- Records shown:
----------------

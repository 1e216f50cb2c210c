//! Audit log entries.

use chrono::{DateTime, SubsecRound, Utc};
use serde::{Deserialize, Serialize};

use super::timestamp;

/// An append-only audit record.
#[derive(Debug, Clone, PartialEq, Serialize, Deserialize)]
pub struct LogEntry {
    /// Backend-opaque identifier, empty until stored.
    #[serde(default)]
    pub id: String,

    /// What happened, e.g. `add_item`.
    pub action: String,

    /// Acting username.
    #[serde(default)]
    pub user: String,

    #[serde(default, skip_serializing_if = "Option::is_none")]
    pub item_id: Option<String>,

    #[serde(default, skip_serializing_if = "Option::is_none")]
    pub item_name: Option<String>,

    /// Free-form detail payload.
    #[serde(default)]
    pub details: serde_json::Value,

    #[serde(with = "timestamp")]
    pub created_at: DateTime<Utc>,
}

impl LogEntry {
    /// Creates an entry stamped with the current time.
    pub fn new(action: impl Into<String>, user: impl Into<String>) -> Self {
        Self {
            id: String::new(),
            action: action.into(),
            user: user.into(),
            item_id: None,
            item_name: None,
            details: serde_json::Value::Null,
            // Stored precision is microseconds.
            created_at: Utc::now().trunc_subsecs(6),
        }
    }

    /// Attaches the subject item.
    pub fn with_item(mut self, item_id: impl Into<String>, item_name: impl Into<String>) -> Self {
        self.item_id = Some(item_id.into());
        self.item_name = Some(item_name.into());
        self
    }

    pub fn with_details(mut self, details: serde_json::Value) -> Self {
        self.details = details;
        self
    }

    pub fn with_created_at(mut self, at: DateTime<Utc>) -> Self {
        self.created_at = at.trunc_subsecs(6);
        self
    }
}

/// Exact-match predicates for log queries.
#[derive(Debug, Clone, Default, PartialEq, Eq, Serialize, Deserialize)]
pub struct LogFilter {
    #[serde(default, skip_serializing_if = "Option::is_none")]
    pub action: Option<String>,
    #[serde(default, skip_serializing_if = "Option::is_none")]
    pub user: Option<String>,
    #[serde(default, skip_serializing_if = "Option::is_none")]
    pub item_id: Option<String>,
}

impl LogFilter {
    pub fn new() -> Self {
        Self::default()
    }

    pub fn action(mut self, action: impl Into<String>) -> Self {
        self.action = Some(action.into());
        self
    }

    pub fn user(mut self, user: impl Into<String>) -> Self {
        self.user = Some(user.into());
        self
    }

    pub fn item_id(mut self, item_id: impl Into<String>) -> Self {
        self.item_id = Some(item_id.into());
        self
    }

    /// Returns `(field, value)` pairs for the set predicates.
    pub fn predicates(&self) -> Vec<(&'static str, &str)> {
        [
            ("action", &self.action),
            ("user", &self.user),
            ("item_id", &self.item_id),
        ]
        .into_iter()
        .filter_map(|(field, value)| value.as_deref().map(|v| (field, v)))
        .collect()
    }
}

----------------

- What this task involves: Report each line of the entries where the word "impl" occurs.

- Answer space:
impl LogEntry {
    pub fn new(action: impl Into<String>, user: impl Into<String>) -> Self {
    pub fn with_item(mut self, item_id: impl Into<String>, item_name: impl Into<String>) -> Self {
impl LogFilter {
    pub fn action(mut self, action: impl Into<String>) -> Self {
    pub fn user(mut self, user: impl Into<String>) -> Self {
    pub fn item_id(mut self, item_id: impl Into<String>) -> Self {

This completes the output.